Oh, the purity of Montserrat Caballé's voice! This purity can be found even her oldest recordings, such as her splendid 1967 Traviata, recorded in Rome under the direction of Georges Prêtre. La Caballé was thirty-two when she released this legendary recording alongside the radiant Carlo Bergonzi and Sherill Milnes (who was just starting out). The softness of her timbre, her commitment to the role, her sustained notes, (the Addio del passato [CD 2 Track 11 if you are listening on Qobuz] without the cuts is exquisite) these are just some of things that made her amazing.

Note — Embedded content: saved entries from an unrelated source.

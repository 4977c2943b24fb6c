pub mod cli;
pub mod engine;
pub mod error;
pub mod ingest;
pub mod interface;
pub mod models;
pub mod repository;
pub mod search;
pub mod substitution;

pub use engine::{MacroWeights, RankConfig, rank_substitutes};
pub use error::{ConversionError, IngestionError, NutriError, PortionError, Result};
pub use ingest::{ingest, ingest_with_report};
pub use models::{BaseUnit, Food, MealItemChoice, Nutrients, Portion, SubstituteSuggestion};
pub use repository::search_foods as search;
pub use substitution::SubstitutionService;

/// Nutrients for `portion` of `food`.
pub fn nutrients_for(
    food: &Food,
    portion: &Portion,
) -> std::result::Result<Nutrients, ConversionError> {
    food.nutrients_for(portion)
}
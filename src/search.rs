//! Accent- and case-insensitive text matching.
//!
//! These primitives are unconditional: minimum query lengths and similar
//! UX thresholds belong to the callers.

use strsim::jaro_winkler;
use unicode_normalization::UnicodeNormalization;
use unicode_normalization::char::is_combining_mark;

/// Strip diacritics from `text` by NFD-decomposing and dropping combining marks.
pub fn strip_accents(text: &str) -> String {
    text.nfd().filter(|c| !is_combining_mark(*c)).collect()
}

/// Search key: trimmed, lowercased, accent-free, single-spaced.
pub fn normalize(text: &str) -> String {
    strip_accents(&text.trim().to_lowercase())
        .split_whitespace()
        .collect::<Vec<_>>()
        .join(" ")
}

/// Whether `target` contains `query` after normalizing both.
///
/// A blank query matches nothing.
pub fn contains(target: &str, query: &str) -> bool {
    let query = normalize(query);
    if query.is_empty() {
        return false;
    }
    normalize(target).contains(&query)
}

/// Jaro-Winkler similarity of the normalized forms, in `0.0..=1.0`.
pub fn similarity(a: &str, b: &str) -> f64 {
    jaro_winkler(&normalize(a), &normalize(b))
}
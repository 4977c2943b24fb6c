use dialoguer::{Confirm, Select};

use crate::error::Result;
use crate::models::SubstituteSuggestion;

/// Ask which suggestion to approve. `None` means the user picked none.
pub fn prompt_approval(suggestions: &[SubstituteSuggestion]) -> Result<Option<usize>> {
    if suggestions.is_empty() {
        return Ok(None);
    }

    let mut options: Vec<String> = suggestions
        .iter()
        .map(|s| format!("{} - {} (score {:.2})", s.food.name, s.portion.label(), s.score))
        .collect();
    options.push("None of these".to_string());

    let selection = Select::new()
        .with_prompt("Approve which substitute for this patient?")
        .items(&options)
        .default(0)
        .interact()?;

    Ok((selection < suggestions.len()).then_some(selection))
}

/// Prompt for yes/no confirmation.
pub fn prompt_yes_no(prompt: &str, default: bool) -> Result<bool> {
    Ok(Confirm::new()
        .with_prompt(prompt)
        .default(default)
        .interact()?)
}
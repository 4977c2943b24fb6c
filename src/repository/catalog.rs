use std::collections::HashMap;

use crate::engine::constants::{MIN_SEARCH_QUERY_LEN, SIMILAR_NAME_THRESHOLD};
use crate::models::Food;
use crate::search::{contains, normalize, similarity};

/// Read access to the food collection, plus wholesale replacement.
pub trait FoodCatalog {
    fn get_all(&self) -> Vec<Food>;

    fn find(&self, id: &str) -> Option<Food>;

    /// Foods whose name, brand or origin contains `query`.
    fn search(&self, query: &str, limit: usize) -> Vec<Food>;

    fn set_foods(&mut self, foods: Vec<Food>);
}

/// Matching foods in catalog order, at most `limit`.
///
/// A normalized query shorter than two characters matches nothing.
pub fn search_foods<'a>(foods: &'a [Food], query: &str, limit: usize) -> Vec<&'a Food> {
    if normalize(query).chars().count() < MIN_SEARCH_QUERY_LEN {
        return Vec::new();
    }
    foods
        .iter()
        .filter(|f| {
            contains(&f.name, query)
                || f.brand.as_deref().is_some_and(|b| contains(b, query))
                || f.origin.as_deref().is_some_and(|o| contains(o, query))
        })
        .take(limit)
        .collect()
}

/// Names close to `query`, best first, for "did you mean" hints.
pub fn similar_names<'a>(foods: &'a [Food], query: &str, limit: usize) -> Vec<&'a Food> {
    let mut scored: Vec<(&Food, f64)> = foods
        .iter()
        .map(|f| (f, similarity(&f.name, query).max(similarity(&f.id, query))))
        .filter(|(_, score)| *score >= SIMILAR_NAME_THRESHOLD)
        .collect();
    scored.sort_by(|a, b| b.1.total_cmp(&a.1));
    scored.into_iter().take(limit).map(|(f, _)| f).collect()
}

/// Catalog held in memory, in ingestion order.
///
/// Not synchronized; callers serialize writes.
#[derive(Debug, Clone, Default)]
pub struct InMemoryCatalog {
    foods: Vec<Food>,
    by_id: HashMap<String, usize>,
}

impl InMemoryCatalog {
    pub fn new(foods: Vec<Food>) -> Self {
        let mut catalog = Self::default();
        catalog.set_foods(foods);
        catalog
    }

    pub fn foods(&self) -> &[Food] {
        &self.foods
    }

    pub fn get(&self, id: &str) -> Option<&Food> {
        self.by_id.get(id).map(|&i| &self.foods[i])
    }

    pub fn len(&self) -> usize {
        self.foods.len()
    }

    pub fn is_empty(&self) -> bool {
        self.foods.is_empty()
    }
}

impl FoodCatalog for InMemoryCatalog {
    fn get_all(&self) -> Vec<Food> {
        self.foods.clone()
    }

    fn find(&self, id: &str) -> Option<Food> {
        self.get(id).cloned()
    }

    fn search(&self, query: &str, limit: usize) -> Vec<Food> {
        search_foods(&self.foods, query, limit).into_iter().cloned().collect()
    }

    fn set_foods(&mut self, foods: Vec<Food>) {
        self.by_id = foods.iter().enumerate().map(|(i, f)| (f.id.clone(), i)).collect();
        self.foods = foods;
    }
}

With the young Caballé, emotion came from the breath and the simplicity inherited from the bel canto tradition. But her long career contains plenty of other surprises.
Born into a very modest and pious family in Barcelona (her Christian name comes from the famous Black Virgin of Montserrat, the patron of Catalonia), she was quickly noticed at the town's Conservatoire, where her talent first began to stun and delight. It was in Basel, where she spent two long seasons as an understudy, that she got her chance, standing in for a colleague who dropped out. The rest, as they say, is history. La Caballé enjoyed success after success and played a huge range of roles. In 1965 her Lucrezia Borgia by Donizetti set New York's Carnegie Hall ablaze, when she had to suddenly replace Marilyn Horne. Thanks to her attention to detail and her exceptional vocal technique, Montserrat Caballé sang on all the great stages of the world, playing princesses and queens with unwavering success. Rossini, Bellini, Donizetti, Spontini, Verdi, Puccini, but also Mozart, Gounod and Massenet were her favourite composers. At the end of her career she even ventured into the Wagner repertoire.

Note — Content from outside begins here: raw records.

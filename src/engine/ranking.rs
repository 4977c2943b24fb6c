use tracing::debug;

use crate::engine::scoring::{MacroWeights, RankConfig, TargetProfile, score_nutrients};
use crate::error::ConversionError;
use crate::models::{Food, MealItemChoice, SubstituteSuggestion};

/// Best-scoring portion of `candidate`, or `None` if no portion converts.
///
/// A strictly lower score replaces the current best, so ties keep the
/// portion declared first.
fn best_portion(
    target: &TargetProfile,
    candidate: &Food,
    weights: &MacroWeights,
    kcal_weight: Option<f64>,
) -> Option<SubstituteSuggestion> {
    let mut best: Option<SubstituteSuggestion> = None;
    for portion in candidate.portions_or_reference() {
        let Ok(nutrients) = candidate.nutrients_for(&portion) else {
            continue;
        };
        let scored = score_nutrients(target, candidate, &portion, nutrients, weights, kcal_weight);
        if best.as_ref().is_none_or(|b| scored.score < b.score) {
            best = Some(scored);
        }
    }
    if best.is_none() {
        debug!(food = %candidate.debug_string(), "no portion converts; candidate skipped");
    }
    best
}

/// Rank `candidates` against an already-resolved target profile.
///
/// The food with `target_food_id` is never suggested. Output is sorted by
/// ascending score, candidates with equal scores keeping their input order,
/// and holds at most `config.limit` entries.
pub fn rank_against(
    target_food_id: &str,
    target: &TargetProfile,
    candidates: &[Food],
    config: &RankConfig,
) -> Vec<SubstituteSuggestion> {
    let mut ranked: Vec<SubstituteSuggestion> = candidates
        .iter()
        .filter(|c| c.id != target_food_id)
        .filter_map(|c| best_portion(target, c, &config.weights, config.kcal_weight))
        .collect();

    ranked.sort_by(|a, b| a.score.total_cmp(&b.score));
    ranked.truncate(config.limit);

    debug!(
        target = target_food_id,
        candidates = candidates.len(),
        returned = ranked.len(),
        kcal_mode = config.kcal_weight.is_some(),
        "ranked substitutes"
    );
    ranked
}

/// Rank substitutes for a (food, portion) target.
///
/// Only the target's own conversion can fail; candidate portions that do
/// not convert are skipped, and candidates with no usable portion dropped.
pub fn rank_substitutes(
    target: &MealItemChoice,
    candidates: &[Food],
    config: &RankConfig,
) -> Result<Vec<SubstituteSuggestion>, ConversionError> {
    let profile = TargetProfile::new(target.nutrients()?);
    Ok(rank_against(&target.food.id, &profile, candidates, config))
}

/// Score one fixed choice against `target`; `None` if it does not convert.
pub fn score_choice(
    target: &TargetProfile,
    choice: &MealItemChoice,
    weights: &MacroWeights,
    kcal_weight: Option<f64>,
) -> Option<SubstituteSuggestion> {
    let nutrients = choice.nutrients().ok()?;
    Some(score_nutrients(
        target,
        &choice.food,
        &choice.portion,
        nutrients,
        weights,
        kcal_weight,
    ))
}

#[cfg(test)]
mod tests {
    use super::*;
    use crate::models::{BaseUnit, Nutrients, Portion};

    fn food(id: &str, protein: f64, carbs: f64, fat: f64) -> Food {
        Food::new(id, id.to_uppercase(), BaseUnit::Per100G, Nutrients::macros(protein, carbs, fat))
    }

    fn target_a() -> MealItemChoice {
        MealItemChoice::new(food("a", 20.0, 0.0, 5.0), Portion::grams(100.0))
    }

    #[test]
    fn test_closer_macros_rank_first() {
        let candidates = vec![food("c", 2.0, 20.0, 1.0), food("b", 18.0, 2.0, 4.0)];
        let ranked = rank_substitutes(&target_a(), &candidates, &RankConfig::default()).unwrap();
        let ids: Vec<&str> = ranked.iter().map(|s| s.food.id.as_str()).collect();
        assert_eq!(ids, vec!["b", "c"]);
    }

    #[test]
    fn test_target_food_is_excluded() {
        let candidates = vec![target_a().food, food("b", 18.0, 2.0, 4.0)];
        let ranked = rank_substitutes(&target_a(), &candidates, &RankConfig::default()).unwrap();
        assert!(ranked.iter().all(|s| s.food.id != "a"));
        assert_eq!(ranked.len(), 1);
    }

    #[test]
    fn test_best_portion_is_kept_per_candidate() {
        // 200 g of a half-strength food matches the target exactly
        let half = food("half", 10.0, 0.0, 2.5).with_portions(vec![
            Portion::grams(100.0),
            Portion::new(2.0, "cup", "2 cups", Some(200.0), None).unwrap(),
        ]);
        let ranked = rank_substitutes(&target_a(), &[half], &RankConfig::default()).unwrap();
        assert_eq!(ranked.len(), 1);
        assert_eq!(ranked[0].portion.label(), "2 cups");
        assert!(ranked[0].score.abs() < 1e-9);
    }

    #[test]
    fn test_tied_portions_keep_first_declared() {
        let same = food("same", 20.0, 0.0, 5.0).with_portions(vec![
            Portion::new(1.0, "piece", "1 piece", Some(100.0), None).unwrap(),
            Portion::new(100.0, "g", "100 g", Some(100.0), None).unwrap(),
        ]);
        let ranked = rank_substitutes(&target_a(), &[same], &RankConfig::default()).unwrap();
        assert_eq!(ranked[0].portion.label(), "1 piece");
    }

    #[test]
    fn test_unconvertible_portions_are_skipped() {
        let mixed = food("mixed", 20.0, 0.0, 5.0).with_portions(vec![
            Portion::milliliters(100.0),
            Portion::grams(100.0),
        ]);
        let only_ml =
            food("ml_only", 20.0, 0.0, 5.0).with_portions(vec![Portion::milliliters(100.0)]);

        let ranked =
            rank_substitutes(&target_a(), &[only_ml, mixed], &RankConfig::default()).unwrap();
        assert_eq!(ranked.len(), 1);
        assert_eq!(ranked[0].food.id, "mixed");
        assert_eq!(ranked[0].portion, Portion::grams(100.0));
    }

    #[test]
    fn test_per_100ml_candidate_without_portions_uses_100ml() {
        let milk = Food::new("milk", "Milk", BaseUnit::Per100Ml, Nutrients::macros(3.0, 5.0, 3.0));
        let ranked = rank_substitutes(&target_a(), &[milk], &RankConfig::default()).unwrap();
        assert_eq!(ranked[0].portion, Portion::milliliters(100.0));
    }

    #[test]
    fn test_limit_and_sort_order() {
        let candidates: Vec<Food> = (0..10)
            .map(|i| food(&format!("f{i}"), i as f64 * 3.0, 1.0, 1.0))
            .collect();
        let config = RankConfig {
            limit: 4,
            ..RankConfig::default()
        };
        let ranked = rank_substitutes(&target_a(), &candidates, &config).unwrap();
        assert_eq!(ranked.len(), 4);
        assert!(ranked.windows(2).all(|w| w[0].score <= w[1].score));
        assert_eq!(ranked[0].food.id, "f7");
    }

    #[test]
    fn test_delta_kcal_only_in_kcal_mode() {
        let candidates = vec![food("b", 18.0, 2.0, 4.0)];
        let macro_only =
            rank_substitutes(&target_a(), &candidates, &RankConfig::default()).unwrap();
        let with_kcal =
            rank_substitutes(&target_a(), &candidates, &RankConfig::default().with_kcal())
                .unwrap();
        assert_eq!(macro_only[0].delta_kcal, None);
        assert_eq!(with_kcal[0].delta_kcal, Some(-9.0));
    }

    #[test]
    fn test_unconvertible_target_is_an_error() {
        let target = MealItemChoice::new(food("a", 20.0, 0.0, 5.0), Portion::milliliters(100.0));
        let candidates = [food("b", 1.0, 1.0, 1.0)];
        assert!(rank_substitutes(&target, &candidates, &RankConfig::default()).is_err());
    }

    #[test]
    fn test_score_choice() {
        let profile = TargetProfile::new(Nutrients::macros(20.0, 0.0, 5.0));
        let choice = MealItemChoice::new(food("b", 18.0, 2.0, 4.0), Portion::grams(50.0));
        let s = score_choice(&profile, &choice, &MacroWeights::default(), None).unwrap();
        assert!((s.nutrients.protein - 9.0).abs() < 1e-9);

        let bad = MealItemChoice::new(food("b", 18.0, 2.0, 4.0), Portion::milliliters(50.0));
        assert!(score_choice(&profile, &bad, &MacroWeights::default(), None).is_none());
    }
}
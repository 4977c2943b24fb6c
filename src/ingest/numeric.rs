/// Outcome of reading one numeric cell.
#[derive(Debug, Clone, Copy, PartialEq)]
pub enum Cell {
    /// A parsed number.
    Value(f64),
    /// Empty, `-`, or trace (`Tr`); counts as zero without being a defect.
    NoData,
    /// Anything else; also counts as zero.
    Unparsable,
}

impl Cell {
    pub fn value(self) -> f64 {
        match self {
            Cell::Value(v) => v,
            Cell::NoData | Cell::Unparsable => 0.0,
        }
    }
}

/// Classify a table cell. Accepts `,` as the decimal separator.
pub fn parse_cell(raw: &str) -> Cell {
    let s = raw.trim();
    if s.is_empty() || s == "-" || s.eq_ignore_ascii_case("tr") {
        return Cell::NoData;
    }
    match s.replace(',', ".").parse::<f64>() {
        Ok(v) if v.is_finite() => Cell::Value(v),
        _ => Cell::Unparsable,
    }
}

/// Numeric value of a cell; never fails.
pub fn parse_number(raw: &str) -> f64 {
    parse_cell(raw).value()
}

When svelte singers at the same age as the characters they played became the fashion, Caballé’s imposing physique could have seen her relegated from the stage; but her vocal presence was more imposing still. Her discographic career is immense and covers her whole repertoire. Her voice began to change in the early 1980s: Montserrat Caballé began to put the emphasis on the dramatic and theatrical side of her performances and diversified her repertoire, no longer hesitating to throw herself into crossovers, for example with Freddie Mercury. She also had a lot of fun on stage, for example at the Festival de Pesaro, where she played a hilarious Madama Cortese in Rossini's Journey to Reims under the direction of Claudio Abbado, a performance which remains famous to this day.

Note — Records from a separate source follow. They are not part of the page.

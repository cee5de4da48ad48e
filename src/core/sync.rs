//! Import of public solutions and reference architectures from the catalog
//! into the repositories. Each entry is replaced (delete, then create), so a
//! run is idempotent and one broken manifest never stops the rest.

use crate::core::catalog_store::CatalogStore;
use crate::core::manifest::{parse_bom_yaml, parse_solution_yaml};
use crate::core::{
    ArchitectureRecord, BomRecord, CatalogEntry, CatalogSync, EntryKind, ManifestFetcher, Record,
    Repository, SolutionRecord, Storage, SyncReport,
};
use crate::utils::error::Result;
use async_trait::async_trait;
use std::sync::Arc;

async fn sync_entries<'a, I, F, Fut>(kind: &str, entries: I, import: F) -> SyncReport
where
    I: Iterator<Item = &'a CatalogEntry>,
    F: Fn(&'a str) -> Fut,
    Fut: std::future::Future<Output = Result<String>>,
{
    let mut report = SyncReport::default();

    for entry in entries {
        let Some(url) = entry.metadata_url() else {
            tracing::debug!("{} {} has no metadataUrl, skipping", kind, entry.name);
            continue;
        };
        match import(url).await {
            Ok(id) => {
                tracing::debug!("Imported public {} -> {}", kind, id);
                report.imported += 1;
            }
            Err(e) => {
                tracing::warn!("⚠️ Failed to import {} {}: {}", kind, entry.name, e);
                report.failed += 1;
            }
        }
    }

    report
}

pub struct PublicSolutionSync<S: Storage> {
    store: Arc<CatalogStore<S>>,
    fetcher: Arc<dyn ManifestFetcher>,
    solutions: Arc<dyn Repository<SolutionRecord>>,
}

impl<S: Storage> PublicSolutionSync<S> {
    pub fn new(
        store: Arc<CatalogStore<S>>,
        fetcher: Arc<dyn ManifestFetcher>,
        solutions: Arc<dyn Repository<SolutionRecord>>,
    ) -> Self {
        Self {
            store,
            fetcher,
            solutions,
        }
    }

    async fn import(&self, url: &str) -> Result<String> {
        let text = self.fetcher.fetch_text(url).await?;
        let solution = parse_solution_yaml(&text, true)?;

        self.solutions.delete_by_id(&solution.id).await?;
        let created = self.solutions.create(solution).await?;
        Ok(created.id)
    }
}

#[async_trait]
impl<S: Storage> CatalogSync for PublicSolutionSync<S> {
    fn name(&self) -> &'static str {
        "public solution sync"
    }

    async fn sync(&self) -> Result<SyncReport> {
        let catalog = self.store.get_catalog().await?;
        let report = sync_entries(
            "solution",
            catalog.entries_of(EntryKind::Solution),
            |url| self.import(url),
        )
        .await;

        tracing::info!(
            "Public solutions synchronized: {} imported, {} failed",
            report.imported,
            report.failed
        );
        Ok(report)
    }
}

pub struct PublicBomSync<S: Storage> {
    store: Arc<CatalogStore<S>>,
    fetcher: Arc<dyn ManifestFetcher>,
    architectures: Arc<dyn Repository<ArchitectureRecord>>,
    boms: Arc<dyn Repository<BomRecord>>,
}

impl<S: Storage> PublicBomSync<S> {
    pub fn new(
        store: Arc<CatalogStore<S>>,
        fetcher: Arc<dyn ManifestFetcher>,
        architectures: Arc<dyn Repository<ArchitectureRecord>>,
        boms: Arc<dyn Repository<BomRecord>>,
    ) -> Self {
        Self {
            store,
            fetcher,
            architectures,
            boms,
        }
    }

    async fn import(&self, url: &str) -> Result<String> {
        let text = self.fetcher.fetch_text(url).await?;
        let (architecture, modules) = parse_bom_yaml(&text, true)?;
        let arch_id = architecture.arch_id.clone();

        self.architectures.delete_by_id(&arch_id).await?;
        for existing in self.boms.list().await? {
            if existing.arch_id == arch_id {
                self.boms.delete_by_id(&existing.record_id()).await?;
            }
        }

        self.architectures.create(architecture).await?;
        for module in modules {
            self.boms.create(module).await?;
        }
        Ok(arch_id)
    }
}

#[async_trait]
impl<S: Storage> CatalogSync for PublicBomSync<S> {
    fn name(&self) -> &'static str {
        "public bom sync"
    }

    async fn sync(&self) -> Result<SyncReport> {
        let catalog = self.store.get_catalog().await?;
        let report =
            sync_entries("bom", catalog.entries_of(EntryKind::Bom), |url| self.import(url)).await;

        tracing::info!(
            "Public BOMs synchronized: {} imported, {} failed",
            report.imported,
            report.failed
        );
        Ok(report)
    }
}

#[cfg(test)]
mod tests {
    use super::*;
    use crate::adapters::repository::InMemoryRepository;
    use crate::adapters::storage::MemoryStorage;
    use crate::core::{Catalog, CatalogLoader, EntryVersion};
    use crate::utils::error::FetchError;
    use std::collections::HashMap;

    struct FixedLoader(Catalog);

    #[async_trait]
    impl CatalogLoader for FixedLoader {
        async fn load_catalog(&self, _urls: &[String]) -> std::result::Result<Catalog, FetchError> {
            Ok(self.0.clone())
        }
    }

    struct MapFetcher(HashMap<String, String>);

    #[async_trait]
    impl ManifestFetcher for MapFetcher {
        async fn fetch_text(&self, url: &str) -> std::result::Result<String, FetchError> {
            self.0.get(url).cloned().ok_or_else(|| FetchError::Status {
                url: url.to_string(),
                status: 404,
            })
        }
    }

    fn entry(name: &str, kind: EntryKind) -> CatalogEntry {
        CatalogEntry {
            name: name.to_string(),
            kind,
            display_name: None,
            description: None,
            category: None,
            versions: vec![EntryVersion {
                version: "v1.0.0".to_string(),
                metadata_url: Some(format!("http://manifests/{}.yaml", name)),
            }],
        }
    }

    fn store(entries: Vec<CatalogEntry>) -> Arc<CatalogStore<MemoryStorage>> {
        let catalog = Catalog {
            boms: entries,
            ..Default::default()
        };
        Arc::new(CatalogStore::new(
            Arc::new(FixedLoader(catalog)),
            MemoryStorage::new(),
            vec!["http://catalog".to_string()],
        ))
    }

    fn manifests(documents: &[(&str, &str)]) -> Arc<MapFetcher> {
        Arc::new(MapFetcher(
            documents
                .iter()
                .map(|(name, body)| (format!("http://manifests/{}.yaml", name), body.to_string()))
                .collect(),
        ))
    }

    const SOLUTION: &str =
        "kind: Solution\nmetadata:\n  name: sol1\nspec:\n  stack:\n    - name: bom1\n";
    const BOM: &str = "kind: BillOfMaterial\nmetadata:\n  name: bom1\nspec:\n  modules:\n    - name: ibm-vpc\n    - name: ibm-vpc-subnets\n";

    #[tokio::test]
    async fn test_solution_sync_replaces_existing_records() {
        let solutions = Arc::new(InMemoryRepository::<SolutionRecord>::new());
        let sync = PublicSolutionSync::new(
            store(vec![
                entry("sol1", EntryKind::Solution),
                entry("broken", EntryKind::Solution),
                entry("bom1", EntryKind::Bom),
            ]),
            manifests(&[("sol1", SOLUTION), ("bom1", BOM)]),
            solutions.clone(),
        );

        let first = sync.sync().await.unwrap();
        let second = sync.sync().await.unwrap();

        assert_eq!(first, SyncReport { imported: 1, failed: 1 });
        assert_eq!(second, first);
        assert_eq!(solutions.count().await, 1);
        let stored = solutions.find_by_id("sol1").await.unwrap().unwrap();
        assert_eq!(stored.short_desc, "sol1 Solution.");
        assert!(stored.public);
    }

    #[tokio::test]
    async fn test_bom_sync_imports_architectures_and_modules() {
        let architectures = Arc::new(InMemoryRepository::<ArchitectureRecord>::new());
        let boms = Arc::new(InMemoryRepository::<BomRecord>::new());
        let sync = PublicBomSync::new(
            store(vec![entry("sol1", EntryKind::Solution), entry("bom1", EntryKind::Bom)]),
            manifests(&[("sol1", SOLUTION), ("bom1", BOM)]),
            architectures.clone(),
            boms.clone(),
        );

        sync.sync().await.unwrap();
        let report = sync.sync().await.unwrap();

        assert_eq!(report, SyncReport { imported: 1, failed: 0 });
        assert_eq!(architectures.count().await, 1);
        let modules: Vec<String> = boms
            .list()
            .await
            .unwrap()
            .into_iter()
            .map(|bom| bom.service_id)
            .collect();
        assert_eq!(modules, vec!["ibm-vpc", "ibm-vpc-subnets"]);
    }

    #[tokio::test]
    async fn test_invalid_manifest_is_counted_as_failure() {
        let architectures = Arc::new(InMemoryRepository::<ArchitectureRecord>::new());
        let boms = Arc::new(InMemoryRepository::<BomRecord>::new());
        let sync = PublicBomSync::new(
            store(vec![entry("bom1", EntryKind::Bom)]),
            manifests(&[("bom1", SOLUTION)]),
            architectures.clone(),
            boms,
        );

        let report = sync.sync().await.unwrap();
        assert_eq!(report, SyncReport { imported: 0, failed: 1 });
        assert_eq!(architectures.count().await, 0);
    }

    #[tokio::test]
    async fn test_rejected_bom_leaves_no_partial_records() {
        const REPEATED: &str = "kind: BillOfMaterial\nmetadata:\n  name: bom1\nspec:\n  modules:\n    - name: ibm-vpc\n    - name: ibm-vpc-subnets\n    - name: ibm-vpc-subnets\n";
        let architectures = Arc::new(InMemoryRepository::<ArchitectureRecord>::new());
        let boms = Arc::new(InMemoryRepository::<BomRecord>::new());
        let sync = PublicBomSync::new(
            store(vec![entry("bom1", EntryKind::Bom)]),
            manifests(&[("bom1", REPEATED)]),
            architectures.clone(),
            boms.clone(),
        );

        let report = sync.sync().await.unwrap();

        assert_eq!(report, SyncReport { imported: 0, failed: 1 });
        assert_eq!(architectures.count().await, 0);
        assert_eq!(boms.count().await, 0);
    }
}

Despite poor health that plagued her from childhood, and persistent stage fright which led her to cancel several performances, Montserrat Caballé’s career was one of the finest of the 20th century. Here we hear her perform some little gems such as Turandot under the direction of Zubin Mehta, where she plays an extremely fragile and moving Liù. Of course, Norma, but also Giovanna d'Arco, a largely unknown work by Verdi under the brilliant direction of James Levine. Montserrat Caballé is still without doubt the"Queen of bel canto”.